TASK STATEMENT -
The answer must be a single number: the count of lines below that contain the string "display".

SUPPLIED RECORDS -
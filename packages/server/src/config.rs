use clap::Parser;
use thiserror::Error;
use userbox_env_utils::{EnvParseError, default_env, default_env_u16, option_env_usize};

pub const DEFAULT_BIND_ADDR: &str = "0.0.0.0";
pub const DEFAULT_PORT: u16 = 8080;

/// In-memory user records over HTTP.
#[derive(Parser, Debug)]
#[command(version, about)]
pub struct Args {
    /// Port to listen on. Takes precedence over the `PORT` environment variable
    pub port: Option<u16>,
}

#[derive(Debug, Error)]
pub enum ConfigError {
    #[error(transparent)]
    Env(#[from] EnvParseError),
}

#[derive(Debug, Clone, PartialEq, Eq)]
pub struct ServerConfig {
    pub bind_addr: String,
    pub port: u16,
    pub workers: Option<usize>,
}

impl Default for ServerConfig {
    fn default() -> Self {
        Self {
            bind_addr: DEFAULT_BIND_ADDR.to_string(),
            port: DEFAULT_PORT,
            workers: None,
        }
    }
}

impl ServerConfig {
    /// Reads `BIND_ADDR`, `PORT` and `ACTIX_WORKERS`.
    ///
    /// # Errors
    ///
    /// * If `PORT` or `ACTIX_WORKERS` is set to something that isn't a number
    pub fn from_env() -> Result<Self, ConfigError> {
        Ok(Self {
            bind_addr: default_env("BIND_ADDR", DEFAULT_BIND_ADDR),
            port: default_env_u16("PORT", DEFAULT_PORT)?,
            workers: option_env_usize("ACTIX_WORKERS")?,
        })
    }

    #[must_use]
    pub fn with_args(mut self, args: &Args) -> Self {
        if let Some(port) = args.port {
            self.port = port;
        }
        self
    }
}

#[cfg(test)]
mod tests {
    use pretty_assertions::assert_eq;

    use super::*;

    #[test_log::test]
    fn default_config_listens_on_8080() {
        let config = ServerConfig::default();

        assert_eq!(config.bind_addr, "0.0.0.0");
        assert_eq!(config.port, 8080);
        assert_eq!(config.workers, None);
    }

    #[test_log::test]
    fn port_argument_overrides_config() {
        let args = Args::try_parse_from(["userbox_server", "9000"]).unwrap();

        let config = ServerConfig::default().with_args(&args);

        assert_eq!(config.port, 9000);
    }

    #[test_log::test]
    fn missing_port_argument_keeps_config() {
        let args = Args::try_parse_from(["userbox_server"]).unwrap();
        let config = ServerConfig {
            port: 3000,
            ..ServerConfig::default()
        };

        assert_eq!(config.clone().with_args(&args), config);
    }

    #[test_log::test]
    fn invalid_port_argument_is_rejected() {
        assert!(Args::try_parse_from(["userbox_server", "http"]).is_err());
        assert!(Args::try_parse_from(["userbox_server", "65536"]).is_err());
    }
}
#![cfg_attr(feature = "fail-on-warnings", deny(warnings))]
#![warn(clippy::all, clippy::pedantic, clippy::nursery, clippy::cargo)]
#![allow(clippy::multiple_crate_versions)]

mod config;

use actix_web::{App, HttpServer, middleware, web};
use clap::Parser as _;
use userbox_users::{api::bind_services, store::UserStore};

use crate::config::{Args, ServerConfig};

#[actix_web::main]
async fn main() -> std::io::Result<()> {
    userbox_logging::init().map_err(std::io::Error::other)?;

    let args = Args::parse();
    let config = ServerConfig::from_env()
        .map_err(std::io::Error::other)?
        .with_args(&args);
    log::debug!("Starting with {config:?}");

    let store = web::Data::new(UserStore::new());

    let app = move || {
        App::new()
            .wrap(middleware::Logger::default())
            .app_data(store.clone())
            .service(bind_services(web::scope("/users")))
    };

    let mut http_server = HttpServer::new(app);

    if let Some(workers) = config.workers {
        log::debug!("Running with {workers} Actix workers");
        http_server = http_server.workers(workers);
    }

    actix_web::rt::spawn(async move {
        if actix_web::rt::signal::ctrl_c().await.is_ok() {
            log::debug!("Received ctrl-c");
        }
    });

    let http_server = http_server
        .bind((config.bind_addr.as_str(), config.port))?
        .run();

    log::info!(
        "Server listening on {}:{}...",
        config.bind_addr,
        config.port
    );

    http_server.await?;

    log::debug!("Server shut down");

    Ok(())
}
//! Longest common path prefix across project locations, and the prefix
//! substitution that drives a batch retarget.

/// Longest shared leading sequence of path segments.
///
/// A single path is its own prefix. For more, the inputs are sorted
/// lexicographically and only the first and last elements are compared:
/// any middle element shares at least as many leading segments with each
/// extreme as the extremes share with each other, so the extremes bound
/// the whole set. Comparison is per segment, not per character: `/a/bc`
/// and `/a/bd` share `/a`, not `/a/b`.
///
/// Returns an empty string when there is no common leading segment, e.g.
/// paths under different roots or drives.
pub fn common_prefix(paths: &[String]) -> String {
    match paths {
        [] => String::new(),
        [only] => only.clone(),
        _ => {
            let mut sorted: Vec<&str> = paths.iter().map(String::as_str).collect();
            sorted.sort_unstable();
            common_segment_prefix(sorted[0], sorted[sorted.len() - 1])
        }
    }
}

fn common_segment_prefix(first: &str, last: &str) -> String {
    let a: Vec<&str> = first.split('/').collect();
    let b: Vec<&str> = last.split('/').collect();

    let mut matching = 0;
    while matching < a.len() && matching < b.len() && a[matching] == b[matching] {
        matching += 1;
    }

    // Absolute inputs split into a leading empty segment, so joining the
    // shared segments keeps the leading slash; no overlap yields "".
    a[..matching].join("/")
}

/// Replace `old_prefix` with `new_prefix` inside `original`.
///
/// Both prefixes are normalized to forward slashes first. If `old_prefix`
/// ends with a separator and `new_prefix` does not, one is appended so the
/// replacement cannot fuse the following segment onto the new prefix.
///
/// The replacement is a plain first-occurrence substring replace, not
/// anchored to the start of `original`. A prefix string that also occurs
/// later in the path (say `/ws` inside `/srv/ws-backup`) would be matched
/// there when it is absent at the front. Known limitation, kept for
/// compatibility with the behavior users already rely on.
pub fn apply_prefix_substitution(original: &str, old_prefix: &str, new_prefix: &str) -> String {
    let old = old_prefix.replace('\\', "/");
    let mut new = new_prefix.replace('\\', "/");
    if old.ends_with('/') && !new.ends_with('/') {
        new.push('/');
    }
    original.replacen(&old, &new, 1)
}
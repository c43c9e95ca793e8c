pub mod codec;
pub mod uri;

pub use codec::{ChunkMarkers, LocationRecord, RecordCodec};

use serde::{Deserialize, Serialize};
use std::str::FromStr;

/// Path convention the codec maps URIs against.
///
/// Replaces the original tool's process-global OS sniff: the style is an
/// explicit parameter, so a workspace written on one OS can be edited from
/// another and both behaviors are testable from the same binary.
#[derive(Debug, Clone, Copy, PartialEq, Eq, Serialize, Deserialize)]
#[serde(rename_all = "lowercase")]
pub enum PathStyle {
    Posix,
    Windows,
}

impl PathStyle {
    /// Style of the machine this binary runs on.
    pub fn host() -> Self {
        if cfg!(windows) {
            PathStyle::Windows
        } else {
            PathStyle::Posix
        }
    }
}

impl FromStr for PathStyle {
    type Err = String;

    fn from_str(s: &str) -> Result<Self, Self::Err> {
        match s.to_ascii_lowercase().as_str() {
            "posix" => Ok(PathStyle::Posix),
            "windows" => Ok(PathStyle::Windows),
            other => Err(format!("unknown path style: {other} (expected posix or windows)")),
        }
    }
}

#[cfg(test)]
mod tests {
    use super::*;

    #[test]
    fn test_path_style_from_str() {
        assert_eq!("posix".parse::<PathStyle>().unwrap(), PathStyle::Posix);
        assert_eq!("Windows".parse::<PathStyle>().unwrap(), PathStyle::Windows);
        assert!("mac".parse::<PathStyle>().is_err());
    }
}
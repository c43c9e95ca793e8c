use anyhow::Result;
use serde::Serialize;
use std::path::Path;

use crate::updater::LocationUpdater;
use crate::workspace;

#[derive(Debug, Serialize)]
struct ProjectEntry {
    project: String,
    #[serde(skip_serializing_if = "Option::is_none")]
    location: Option<String>,
    #[serde(skip_serializing_if = "Option::is_none")]
    error: Option<String>,
}

/// Print every project with a persisted location record. A record that
/// fails to decode is reported per project, it does not abort the listing.
pub fn run(root: &Path, updater: &LocationUpdater, json: bool) -> Result<()> {
    let mut entries = Vec::new();
    for project in workspace::list_projects(root)? {
        let file = workspace::location_file(root, &project)?;
        let entry = match updater.read_location(&file) {
            Ok(location) => ProjectEntry {
                project,
                location: Some(location),
                error: None,
            },
            Err(e) => {
                tracing::warn!(project = %project, error = %e, "unreadable location record");
                ProjectEntry {
                    project,
                    location: None,
                    error: Some(e.to_string()),
                }
            }
        };
        entries.push(entry);
    }

    if json {
        println!("{}", serde_json::to_string_pretty(&entries)?);
        return Ok(());
    }

    if entries.is_empty() {
        println!("no projects with a location record in this workspace");
        return Ok(());
    }

    let width = entries.iter().map(|e| e.project.len()).max().unwrap_or(0);
    for entry in &entries {
        match (&entry.location, &entry.error) {
            (Some(location), _) => println!("{:<width$}  {}", entry.project, location),
            (None, Some(error)) => println!("{:<width$}  <{}>", entry.project, error),
            (None, None) => {}
        }
    }
    Ok(())
}
use crate::location::PathStyle;

/// Marker identifying the stored string as a URI-form location.
pub const URI_PREFIX: &str = "URI//";

/// Marker plus file scheme: the location is a local filesystem path.
pub const FILE_URI_PREFIX: &str = "URI//file:";

/// Decode a stored location URI into a human-editable filesystem path.
///
/// Strips the `URI//` marker and, for `file:` locations, the scheme and
/// any percent-escapes. Under `PathStyle::Windows` a leading `/` before a
/// drive letter (`/C:...`) is dropped, since Windows absolute paths carry
/// no slash before the drive in this encoding.
///
/// Non-`file:` locations come back marker-stripped but otherwise untouched.
/// The projects this tool operates on are always local, but a remote
/// location must not break the decode path.
pub fn extract_filesystem_path(location_uri: &str, style: PathStyle) -> String {
    if let Some(rest) = location_uri.strip_prefix(FILE_URI_PREFIX) {
        let decoded = match urlencoding::decode(rest) {
            Ok(cow) => cow.into_owned(),
            Err(_) => rest.to_string(),
        };
        if style == PathStyle::Windows && has_slashed_drive_prefix(&decoded) {
            return decoded[1..].to_string();
        }
        decoded
    } else {
        location_uri
            .strip_prefix(URI_PREFIX)
            .unwrap_or(location_uri)
            .to_string()
    }
}

/// Encode a filesystem path as a marker-prefixed `file:` URI.
///
/// Exact inverse of [`extract_filesystem_path`] for absolute local paths:
/// separators are normalized to `/`, each segment is percent-encoded, and
/// a leading `/` is ensured (including before a Windows drive letter).
pub fn build_location_uri(path: &str, style: PathStyle) -> String {
    let normalized = match style {
        PathStyle::Windows => path.replace('\\', "/"),
        PathStyle::Posix => path.to_string(),
    };

    let encoded = normalized
        .split('/')
        .map(encode_segment)
        .collect::<Vec<_>>()
        .join("/");

    let mut uri = String::with_capacity(FILE_URI_PREFIX.len() + encoded.len() + 1);
    uri.push_str(FILE_URI_PREFIX);
    if !encoded.starts_with('/') {
        uri.push('/');
    }
    uri.push_str(&encoded);
    uri
}

fn encode_segment(segment: &str) -> String {
    // Keep `:` readable, it shows up in every drive-letter path.
    urlencoding::encode(segment).replace("%3A", ":")
}

/// `/C:` style prefix left over from URI-encoding a Windows absolute path.
fn has_slashed_drive_prefix(path: &str) -> bool {
    let b = path.as_bytes();
    b.len() >= 3 && b[0] == b'/' && b[1].is_ascii_alphabetic() && b[2] == b':'
}

#[cfg(test)]
mod tests {
    use super::*;

    #[test]
    fn test_extract_posix_file_uri() {
        assert_eq!(
            extract_filesystem_path("URI//file:/home/dev/ws/p1", PathStyle::Posix),
            "/home/dev/ws/p1"
        );
    }

    #[test]
    fn test_extract_windows_drive_fixup() {
        assert_eq!(
            extract_filesystem_path("URI//file:/C:/work/proj", PathStyle::Windows),
            "C:/work/proj"
        );
        // Same input on a posix target keeps the leading slash.
        assert_eq!(
            extract_filesystem_path("URI//file:/C:/work/proj", PathStyle::Posix),
            "/C:/work/proj"
        );
    }

    #[test]
    fn test_extract_decodes_percent_escapes() {
        assert_eq!(
            extract_filesystem_path("URI//file:/home/dev/my%20ws/p1", PathStyle::Posix),
            "/home/dev/my ws/p1"
        );
    }

    #[test]
    fn test_extract_non_file_uri_passthrough() {
        assert_eq!(
            extract_filesystem_path("URI//svn://host/repo/p1", PathStyle::Posix),
            "svn://host/repo/p1"
        );
    }

    #[test]
    fn test_build_posix() {
        assert_eq!(
            build_location_uri("/home/dev/ws/p1", PathStyle::Posix),
            "URI//file:/home/dev/ws/p1"
        );
    }

    #[test]
    fn test_build_encodes_spaces() {
        assert_eq!(
            build_location_uri("/home/dev/my ws/p1", PathStyle::Posix),
            "URI//file:/home/dev/my%20ws/p1"
        );
    }

    #[test]
    fn test_build_windows_backslashes_and_drive() {
        assert_eq!(
            build_location_uri("C:\\work\\proj", PathStyle::Windows),
            "URI//file:/C:/work/proj"
        );
    }

    #[test]
    fn test_path_round_trip_posix() {
        for p in ["/ws/p1", "/home/dev/my ws/p1", "/tmp/ünïcode/p"] {
            let uri = build_location_uri(p, PathStyle::Posix);
            assert_eq!(extract_filesystem_path(&uri, PathStyle::Posix), p);
        }
    }

    #[test]
    fn test_path_round_trip_windows() {
        let uri = build_location_uri("C:/work/proj", PathStyle::Windows);
        assert_eq!(uri, "URI//file:/C:/work/proj");
        assert_eq!(extract_filesystem_path(&uri, PathStyle::Windows), "C:/work/proj");
    }
}
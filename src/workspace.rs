use anyhow::{anyhow, bail, Result};
use std::fs;
use std::path::{Path, PathBuf};

/// Where the workspace layer keeps per-project location records, relative
/// to the workspace root.
pub const PROJECT_SETTINGS_RELPATH: &str =
    ".metadata/.plugins/org.eclipse.core.resources/.projects";

/// Workspace root: explicit flag wins, otherwise walk up from the current
/// directory until a directory containing `.metadata` is found.
pub fn resolve_workspace_root(explicit: Option<PathBuf>) -> Result<PathBuf> {
    if let Some(p) = explicit {
        if !p.join(".metadata").is_dir() {
            bail!("not a workspace (no .metadata directory): {}", p.display());
        }
        return Ok(p);
    }

    let cwd = std::env::current_dir()?;
    find_workspace_root(&cwd).ok_or_else(|| {
        anyhow!(
            "no workspace found walking up from {} (pass --workspace)",
            cwd.display()
        )
    })
}

fn find_workspace_root(start: &Path) -> Option<PathBuf> {
    let mut cur = Some(start);
    while let Some(dir) = cur {
        if dir.join(".metadata").is_dir() {
            return Some(dir.to_path_buf());
        }
        cur = dir.parent();
    }
    None
}

pub fn projects_dir(workspace_root: &Path) -> PathBuf {
    workspace_root.join(PROJECT_SETTINGS_RELPATH)
}

/// Path of a project's `.location` record inside the workspace metadata.
pub fn location_file(workspace_root: &Path, project: &str) -> Result<PathBuf> {
    validate_project_name(project)?;
    Ok(projects_dir(workspace_root).join(project).join(".location"))
}

/// Project names that have a persisted location record, sorted.
pub fn list_projects(workspace_root: &Path) -> Result<Vec<String>> {
    let dir = projects_dir(workspace_root);
    if !dir.exists() {
        return Ok(Vec::new());
    }
    let mut projects = Vec::new();
    for entry in fs::read_dir(&dir)? {
        let entry = entry?;
        if !entry.file_type()?.is_dir() {
            continue;
        }
        if !entry.path().join(".location").is_file() {
            continue;
        }
        match entry.file_name().into_string() {
            Ok(name) => projects.push(name),
            Err(raw) => {
                tracing::warn!("skipping project with non-UTF-8 name: {:?}", raw);
            }
        }
    }
    projects.sort();
    Ok(projects)
}

fn validate_project_name(name: &str) -> Result<()> {
    if name.is_empty() {
        bail!("project name must not be empty");
    }
    if name.contains("..") || name.contains('/') || name.contains('\\') {
        bail!("project name contains invalid characters: {}", name);
    }
    Ok(())
}
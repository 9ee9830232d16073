//! Multipart/form-data request bodies for hyper.
//!
//! Parts come in three kinds: [`ByteArrayPart`] for in-memory buffers,
//! [`FileInfoPart`] for files opened when the part is converted, and
//! [`StreamPart`] for async readers, written in chunks with optional
//! progress reporting. A [`Form`] joins them into one body.
//!
//! ```no_run
//! use form_parts::{ByteArrayPart, Form, StreamPart};
//!
//! # async fn upload(file: tokio::fs::File) -> Result<(), form_parts::Error> {
//! let avatar = StreamPart::from_file(file, "avatar.png")
//!     .await?
//!     .with_name("avatar")
//!     .with_content_type("image/png")
//!     .with_progress(|percent| println!("{:.1}%", percent));
//!
//! let request = Form::new()
//!     .part(ByteArrayPart::new("jane", "user.txt")?.with_name("user"))
//!     .part(avatar)
//!     .into_request(http::Request::post("http://localhost/profile"))?;
//! # drop(request);
//! # Ok(())
//! # }
//! ```

mod error;
pub use error::Error;

mod config;
pub use config::{ChunkConfig, ProgressMode, DEFAULT_CHUNK_SIZE};

mod content;
pub use content::Content;

mod form;
pub use form::Form;

mod part;
pub use part::{ByteArrayPart, FileInfoPart, MultipartItem, PartMeta, StreamPart};

mod progress;
pub use progress::ProgressFn;
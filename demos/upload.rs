use std::path::Path;

use form_parts::{ByteArrayPart, Error, Form, StreamPart};
use http::Request;
use log::{debug, error, info};

#[tokio::main]
async fn main() {
    dotenv::dotenv().expect("Failed to initialize dotenv");
    pretty_env_logger::init();

    let upload_url = std::env::var("UPLOAD_URL").expect("UPLOAD_URL must be set");
    let upload_file = std::env::var("UPLOAD_FILE").expect("UPLOAD_FILE must be set");

    if let Err(e) = upload(&upload_url, Path::new(&upload_file)).await {
        error!("Upload failed: {}", e);
    }
}

async fn upload(url: &str, path: &Path) -> Result<(), Error> {
    let file_name = path
        .file_name()
        .and_then(|s| s.to_str())
        .unwrap_or("upload.bin")
        .to_owned();

    let file = tokio::fs::File::open(path).await?;
    let part = StreamPart::from_file(file, file_name)
        .await?
        .with_name("file")
        .with_content_type("application/octet-stream")
        .with_progress(|percent| debug!("Uploaded {:.2}%", percent));

    let description = ByteArrayPart::new("Uploaded by the form_parts demo", "description.txt")?
        .with_name("description")
        .with_content_type("text/plain; charset=utf-8");

    let form = Form::new().part(description).part(part);
    debug!("Posting form with boundary {}", form.boundary());

    let request = form.into_request(Request::post(url))?;
    let response = hyper::Client::new().request(request).await?;

    info!("Server answered {}", response.status());
    Ok(())
}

ANSWER FOR THIS EXERCISE -
2